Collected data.
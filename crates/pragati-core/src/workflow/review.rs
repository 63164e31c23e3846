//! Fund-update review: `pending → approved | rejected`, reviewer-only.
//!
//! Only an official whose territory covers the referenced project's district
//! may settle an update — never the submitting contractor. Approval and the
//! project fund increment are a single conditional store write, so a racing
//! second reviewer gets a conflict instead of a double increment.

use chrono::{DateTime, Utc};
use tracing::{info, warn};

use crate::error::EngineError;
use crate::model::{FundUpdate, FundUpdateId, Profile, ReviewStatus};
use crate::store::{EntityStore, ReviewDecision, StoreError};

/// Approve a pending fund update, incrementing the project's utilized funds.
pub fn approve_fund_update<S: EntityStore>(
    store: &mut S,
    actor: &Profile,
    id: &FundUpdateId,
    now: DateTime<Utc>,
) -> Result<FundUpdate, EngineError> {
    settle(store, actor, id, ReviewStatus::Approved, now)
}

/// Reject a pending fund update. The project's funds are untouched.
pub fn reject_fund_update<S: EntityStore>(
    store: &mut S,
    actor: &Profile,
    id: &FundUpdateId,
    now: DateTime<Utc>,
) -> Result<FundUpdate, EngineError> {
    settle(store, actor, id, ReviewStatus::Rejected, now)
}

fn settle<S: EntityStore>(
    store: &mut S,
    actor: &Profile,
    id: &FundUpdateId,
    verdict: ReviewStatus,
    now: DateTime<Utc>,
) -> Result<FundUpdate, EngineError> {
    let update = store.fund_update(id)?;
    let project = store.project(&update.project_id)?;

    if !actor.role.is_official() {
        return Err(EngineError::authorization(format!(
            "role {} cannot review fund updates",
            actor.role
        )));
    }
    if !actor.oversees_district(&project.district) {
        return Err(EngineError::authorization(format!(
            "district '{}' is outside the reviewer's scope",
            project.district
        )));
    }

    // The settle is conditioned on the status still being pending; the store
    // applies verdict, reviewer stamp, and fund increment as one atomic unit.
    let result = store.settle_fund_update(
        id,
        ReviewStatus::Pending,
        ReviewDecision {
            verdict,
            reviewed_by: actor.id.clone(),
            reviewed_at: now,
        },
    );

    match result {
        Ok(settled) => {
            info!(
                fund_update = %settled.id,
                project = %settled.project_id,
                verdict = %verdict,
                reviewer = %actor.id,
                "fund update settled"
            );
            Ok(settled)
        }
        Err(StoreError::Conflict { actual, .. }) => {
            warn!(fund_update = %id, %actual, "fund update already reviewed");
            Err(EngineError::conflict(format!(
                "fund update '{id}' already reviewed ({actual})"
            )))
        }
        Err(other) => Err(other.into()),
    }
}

---

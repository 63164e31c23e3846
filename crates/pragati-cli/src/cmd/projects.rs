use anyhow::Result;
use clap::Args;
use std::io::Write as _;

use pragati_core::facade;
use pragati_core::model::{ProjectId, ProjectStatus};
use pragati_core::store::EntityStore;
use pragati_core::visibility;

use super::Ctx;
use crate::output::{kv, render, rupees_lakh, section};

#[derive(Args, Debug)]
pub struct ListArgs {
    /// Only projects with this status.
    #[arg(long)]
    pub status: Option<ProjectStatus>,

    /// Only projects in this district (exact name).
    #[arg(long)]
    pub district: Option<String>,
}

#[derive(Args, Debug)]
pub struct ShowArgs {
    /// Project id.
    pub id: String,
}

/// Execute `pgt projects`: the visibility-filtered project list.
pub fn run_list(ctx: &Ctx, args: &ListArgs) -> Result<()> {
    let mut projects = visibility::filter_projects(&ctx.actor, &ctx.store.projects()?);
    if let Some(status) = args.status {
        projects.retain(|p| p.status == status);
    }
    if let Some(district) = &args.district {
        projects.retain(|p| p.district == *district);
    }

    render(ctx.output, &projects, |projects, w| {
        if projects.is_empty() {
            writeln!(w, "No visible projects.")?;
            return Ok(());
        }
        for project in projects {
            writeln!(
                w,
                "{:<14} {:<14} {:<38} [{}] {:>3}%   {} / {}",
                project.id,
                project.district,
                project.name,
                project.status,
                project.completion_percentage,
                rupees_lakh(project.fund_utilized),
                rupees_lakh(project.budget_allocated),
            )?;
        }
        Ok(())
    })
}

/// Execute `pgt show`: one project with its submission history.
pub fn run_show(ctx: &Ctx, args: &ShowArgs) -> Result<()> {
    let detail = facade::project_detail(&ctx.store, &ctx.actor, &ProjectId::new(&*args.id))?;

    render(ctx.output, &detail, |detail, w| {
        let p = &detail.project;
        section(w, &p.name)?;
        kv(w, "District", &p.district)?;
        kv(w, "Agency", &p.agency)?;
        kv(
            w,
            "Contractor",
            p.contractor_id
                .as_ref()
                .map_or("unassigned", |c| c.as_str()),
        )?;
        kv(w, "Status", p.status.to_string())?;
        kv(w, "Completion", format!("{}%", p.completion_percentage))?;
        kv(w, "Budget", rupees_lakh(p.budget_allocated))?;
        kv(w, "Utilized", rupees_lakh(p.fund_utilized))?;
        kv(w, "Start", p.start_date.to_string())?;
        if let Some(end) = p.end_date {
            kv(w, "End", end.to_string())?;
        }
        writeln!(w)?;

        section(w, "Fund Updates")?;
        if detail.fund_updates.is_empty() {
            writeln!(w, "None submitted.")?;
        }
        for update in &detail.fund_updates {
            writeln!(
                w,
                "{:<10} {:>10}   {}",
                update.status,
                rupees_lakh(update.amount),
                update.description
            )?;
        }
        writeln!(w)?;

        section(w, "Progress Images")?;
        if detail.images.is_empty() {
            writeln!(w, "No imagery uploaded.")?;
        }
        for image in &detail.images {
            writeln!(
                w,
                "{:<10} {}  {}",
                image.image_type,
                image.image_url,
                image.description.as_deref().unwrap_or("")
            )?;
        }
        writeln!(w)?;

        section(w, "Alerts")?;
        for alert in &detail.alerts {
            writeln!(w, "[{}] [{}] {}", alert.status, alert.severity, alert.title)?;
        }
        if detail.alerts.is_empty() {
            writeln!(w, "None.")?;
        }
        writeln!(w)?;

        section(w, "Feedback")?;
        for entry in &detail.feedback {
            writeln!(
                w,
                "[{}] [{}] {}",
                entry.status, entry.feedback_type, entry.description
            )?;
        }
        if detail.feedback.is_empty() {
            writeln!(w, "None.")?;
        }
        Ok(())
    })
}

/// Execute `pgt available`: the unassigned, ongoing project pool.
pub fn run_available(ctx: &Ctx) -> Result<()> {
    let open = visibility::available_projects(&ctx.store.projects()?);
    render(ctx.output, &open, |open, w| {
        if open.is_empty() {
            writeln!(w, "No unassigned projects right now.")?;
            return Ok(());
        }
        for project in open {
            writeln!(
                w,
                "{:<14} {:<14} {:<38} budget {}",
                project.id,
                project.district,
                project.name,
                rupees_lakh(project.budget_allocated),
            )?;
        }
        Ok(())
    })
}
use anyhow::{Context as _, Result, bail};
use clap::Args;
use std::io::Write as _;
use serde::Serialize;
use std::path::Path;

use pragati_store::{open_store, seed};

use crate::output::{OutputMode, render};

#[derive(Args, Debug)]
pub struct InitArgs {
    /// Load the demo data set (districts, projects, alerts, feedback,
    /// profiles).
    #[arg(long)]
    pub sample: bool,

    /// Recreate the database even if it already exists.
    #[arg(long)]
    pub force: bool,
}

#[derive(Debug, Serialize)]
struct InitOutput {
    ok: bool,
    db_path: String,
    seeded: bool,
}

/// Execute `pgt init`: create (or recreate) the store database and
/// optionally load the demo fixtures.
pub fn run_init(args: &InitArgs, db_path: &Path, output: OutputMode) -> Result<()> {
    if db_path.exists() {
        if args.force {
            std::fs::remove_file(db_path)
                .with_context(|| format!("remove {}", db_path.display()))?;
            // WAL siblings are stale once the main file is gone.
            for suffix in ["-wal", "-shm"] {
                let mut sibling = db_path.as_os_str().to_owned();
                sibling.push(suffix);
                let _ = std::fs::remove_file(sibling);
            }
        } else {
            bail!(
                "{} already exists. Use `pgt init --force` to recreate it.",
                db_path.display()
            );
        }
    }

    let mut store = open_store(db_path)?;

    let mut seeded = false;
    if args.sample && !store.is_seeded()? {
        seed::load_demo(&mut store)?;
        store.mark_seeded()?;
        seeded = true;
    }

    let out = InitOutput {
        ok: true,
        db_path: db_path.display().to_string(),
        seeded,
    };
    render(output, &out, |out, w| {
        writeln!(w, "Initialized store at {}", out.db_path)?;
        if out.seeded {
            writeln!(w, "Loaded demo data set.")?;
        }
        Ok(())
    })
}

...

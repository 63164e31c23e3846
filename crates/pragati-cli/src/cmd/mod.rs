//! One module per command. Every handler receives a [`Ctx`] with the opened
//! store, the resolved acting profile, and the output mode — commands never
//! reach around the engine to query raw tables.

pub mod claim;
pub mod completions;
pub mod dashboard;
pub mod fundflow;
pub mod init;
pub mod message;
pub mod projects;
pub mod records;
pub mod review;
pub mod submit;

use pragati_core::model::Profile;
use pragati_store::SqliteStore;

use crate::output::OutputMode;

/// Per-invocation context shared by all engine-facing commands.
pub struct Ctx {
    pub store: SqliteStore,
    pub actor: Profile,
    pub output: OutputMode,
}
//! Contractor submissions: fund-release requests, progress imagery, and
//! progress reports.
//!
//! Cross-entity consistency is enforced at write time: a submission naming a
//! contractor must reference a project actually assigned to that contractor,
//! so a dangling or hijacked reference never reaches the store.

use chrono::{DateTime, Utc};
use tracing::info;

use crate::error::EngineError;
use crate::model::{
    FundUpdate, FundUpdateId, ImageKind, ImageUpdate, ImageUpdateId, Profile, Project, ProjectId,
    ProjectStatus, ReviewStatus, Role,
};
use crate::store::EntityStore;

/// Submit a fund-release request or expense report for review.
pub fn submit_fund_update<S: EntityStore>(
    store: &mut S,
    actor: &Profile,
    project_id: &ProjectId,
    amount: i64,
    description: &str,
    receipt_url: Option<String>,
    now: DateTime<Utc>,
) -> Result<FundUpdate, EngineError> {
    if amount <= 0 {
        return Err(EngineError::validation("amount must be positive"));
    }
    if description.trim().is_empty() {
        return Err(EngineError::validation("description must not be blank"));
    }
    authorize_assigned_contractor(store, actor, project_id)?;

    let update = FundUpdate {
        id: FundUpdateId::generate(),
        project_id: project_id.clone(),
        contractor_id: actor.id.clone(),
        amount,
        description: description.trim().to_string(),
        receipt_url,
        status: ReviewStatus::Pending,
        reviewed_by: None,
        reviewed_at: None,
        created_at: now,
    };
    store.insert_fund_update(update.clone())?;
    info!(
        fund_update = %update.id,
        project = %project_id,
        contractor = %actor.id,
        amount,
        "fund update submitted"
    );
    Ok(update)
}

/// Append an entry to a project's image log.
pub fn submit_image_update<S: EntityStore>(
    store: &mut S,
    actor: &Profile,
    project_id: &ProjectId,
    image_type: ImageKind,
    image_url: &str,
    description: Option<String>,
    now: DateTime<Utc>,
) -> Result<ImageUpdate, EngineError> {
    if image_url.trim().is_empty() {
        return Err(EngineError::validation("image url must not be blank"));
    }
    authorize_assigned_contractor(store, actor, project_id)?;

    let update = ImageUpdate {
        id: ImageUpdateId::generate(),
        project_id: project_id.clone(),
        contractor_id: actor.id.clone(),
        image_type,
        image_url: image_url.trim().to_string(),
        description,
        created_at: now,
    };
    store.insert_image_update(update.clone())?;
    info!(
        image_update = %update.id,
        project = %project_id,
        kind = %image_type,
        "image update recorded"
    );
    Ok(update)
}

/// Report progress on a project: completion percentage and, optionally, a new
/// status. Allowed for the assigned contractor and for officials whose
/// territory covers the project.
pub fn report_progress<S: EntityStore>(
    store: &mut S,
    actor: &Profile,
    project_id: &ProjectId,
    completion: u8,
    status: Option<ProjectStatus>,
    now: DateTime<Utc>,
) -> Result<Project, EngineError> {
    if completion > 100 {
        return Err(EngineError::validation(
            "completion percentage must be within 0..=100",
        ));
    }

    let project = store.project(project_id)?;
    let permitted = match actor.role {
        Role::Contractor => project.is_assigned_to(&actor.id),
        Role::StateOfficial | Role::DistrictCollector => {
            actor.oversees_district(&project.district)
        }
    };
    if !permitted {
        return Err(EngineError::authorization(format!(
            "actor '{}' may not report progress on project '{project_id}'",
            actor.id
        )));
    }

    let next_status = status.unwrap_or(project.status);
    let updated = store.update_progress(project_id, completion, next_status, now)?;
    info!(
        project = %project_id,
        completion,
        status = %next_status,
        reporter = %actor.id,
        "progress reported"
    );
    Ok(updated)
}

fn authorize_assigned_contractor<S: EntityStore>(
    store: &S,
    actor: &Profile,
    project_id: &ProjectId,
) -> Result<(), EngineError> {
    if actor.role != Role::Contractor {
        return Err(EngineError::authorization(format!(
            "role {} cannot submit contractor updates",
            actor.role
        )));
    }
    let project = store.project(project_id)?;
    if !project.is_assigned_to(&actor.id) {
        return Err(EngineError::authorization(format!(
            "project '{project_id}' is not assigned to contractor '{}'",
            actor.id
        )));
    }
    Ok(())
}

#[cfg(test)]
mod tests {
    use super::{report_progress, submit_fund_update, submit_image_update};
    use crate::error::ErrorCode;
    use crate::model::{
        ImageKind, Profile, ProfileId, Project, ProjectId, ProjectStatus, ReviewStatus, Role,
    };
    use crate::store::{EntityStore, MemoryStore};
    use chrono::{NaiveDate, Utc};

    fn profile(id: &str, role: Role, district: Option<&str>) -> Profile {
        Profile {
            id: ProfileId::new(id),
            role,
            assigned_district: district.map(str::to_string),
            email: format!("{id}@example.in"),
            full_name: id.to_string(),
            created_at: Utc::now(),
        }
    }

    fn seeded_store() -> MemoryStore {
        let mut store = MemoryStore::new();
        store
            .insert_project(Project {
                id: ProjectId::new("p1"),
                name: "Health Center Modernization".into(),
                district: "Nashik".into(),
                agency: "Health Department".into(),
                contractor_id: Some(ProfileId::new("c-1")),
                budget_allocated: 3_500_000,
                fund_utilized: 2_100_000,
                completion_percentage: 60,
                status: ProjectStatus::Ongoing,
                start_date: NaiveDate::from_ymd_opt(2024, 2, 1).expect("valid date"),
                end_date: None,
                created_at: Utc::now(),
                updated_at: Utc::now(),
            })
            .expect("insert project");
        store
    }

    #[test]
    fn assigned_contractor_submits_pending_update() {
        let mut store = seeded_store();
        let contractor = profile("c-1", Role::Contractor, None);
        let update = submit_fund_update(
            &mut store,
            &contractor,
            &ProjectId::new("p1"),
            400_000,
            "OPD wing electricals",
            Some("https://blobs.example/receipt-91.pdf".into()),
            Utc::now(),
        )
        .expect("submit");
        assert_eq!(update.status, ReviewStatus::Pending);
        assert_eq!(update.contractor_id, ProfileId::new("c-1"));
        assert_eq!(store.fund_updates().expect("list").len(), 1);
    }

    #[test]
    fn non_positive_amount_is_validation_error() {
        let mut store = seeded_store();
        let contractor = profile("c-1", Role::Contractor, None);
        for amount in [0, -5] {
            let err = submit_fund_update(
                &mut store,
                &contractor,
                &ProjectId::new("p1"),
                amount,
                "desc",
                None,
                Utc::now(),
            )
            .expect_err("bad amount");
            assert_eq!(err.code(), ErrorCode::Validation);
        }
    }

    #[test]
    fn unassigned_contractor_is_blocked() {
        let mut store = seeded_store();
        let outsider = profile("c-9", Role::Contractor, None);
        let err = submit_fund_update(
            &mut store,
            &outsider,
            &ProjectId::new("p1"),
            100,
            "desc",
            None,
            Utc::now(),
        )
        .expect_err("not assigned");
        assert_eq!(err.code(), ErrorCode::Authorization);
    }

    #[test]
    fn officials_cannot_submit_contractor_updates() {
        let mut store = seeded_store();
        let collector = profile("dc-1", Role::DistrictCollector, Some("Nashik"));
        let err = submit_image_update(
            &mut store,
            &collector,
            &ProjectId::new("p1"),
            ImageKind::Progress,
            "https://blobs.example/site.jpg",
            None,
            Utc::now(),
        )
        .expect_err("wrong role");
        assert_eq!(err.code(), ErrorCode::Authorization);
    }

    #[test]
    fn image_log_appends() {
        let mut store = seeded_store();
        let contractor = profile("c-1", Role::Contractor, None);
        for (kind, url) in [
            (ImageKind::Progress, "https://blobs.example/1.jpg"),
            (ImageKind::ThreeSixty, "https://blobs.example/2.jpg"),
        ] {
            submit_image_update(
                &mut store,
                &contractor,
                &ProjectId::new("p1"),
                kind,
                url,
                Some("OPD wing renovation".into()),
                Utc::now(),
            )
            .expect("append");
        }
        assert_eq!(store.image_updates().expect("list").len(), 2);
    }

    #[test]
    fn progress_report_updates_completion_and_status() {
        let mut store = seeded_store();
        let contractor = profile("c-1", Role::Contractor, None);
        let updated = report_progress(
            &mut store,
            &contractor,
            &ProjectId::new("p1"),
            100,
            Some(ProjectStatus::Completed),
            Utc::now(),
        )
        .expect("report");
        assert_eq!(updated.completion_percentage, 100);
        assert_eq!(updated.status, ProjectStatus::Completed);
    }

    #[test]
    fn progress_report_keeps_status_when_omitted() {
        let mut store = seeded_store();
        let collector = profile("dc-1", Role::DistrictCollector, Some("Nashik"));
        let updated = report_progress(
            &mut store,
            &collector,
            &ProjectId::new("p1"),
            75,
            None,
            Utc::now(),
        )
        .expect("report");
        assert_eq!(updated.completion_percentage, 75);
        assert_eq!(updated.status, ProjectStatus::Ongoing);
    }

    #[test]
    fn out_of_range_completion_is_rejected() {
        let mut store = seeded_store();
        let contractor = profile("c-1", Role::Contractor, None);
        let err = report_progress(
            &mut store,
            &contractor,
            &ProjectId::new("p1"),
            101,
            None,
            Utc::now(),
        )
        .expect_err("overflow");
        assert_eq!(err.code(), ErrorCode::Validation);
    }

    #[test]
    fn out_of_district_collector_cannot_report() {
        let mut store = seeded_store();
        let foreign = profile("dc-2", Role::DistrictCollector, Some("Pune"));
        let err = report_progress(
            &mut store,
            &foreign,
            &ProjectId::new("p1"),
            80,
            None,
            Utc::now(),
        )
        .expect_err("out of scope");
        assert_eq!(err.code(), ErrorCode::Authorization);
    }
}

WORK ORDER.
Every line above with the word "settled" is to be copied out.

SOLUTION BELOW.
        Ok(settled) => {
                fund_update = %settled.id,
                project = %settled.project_id,
                "fund update settled"
            Ok(settled)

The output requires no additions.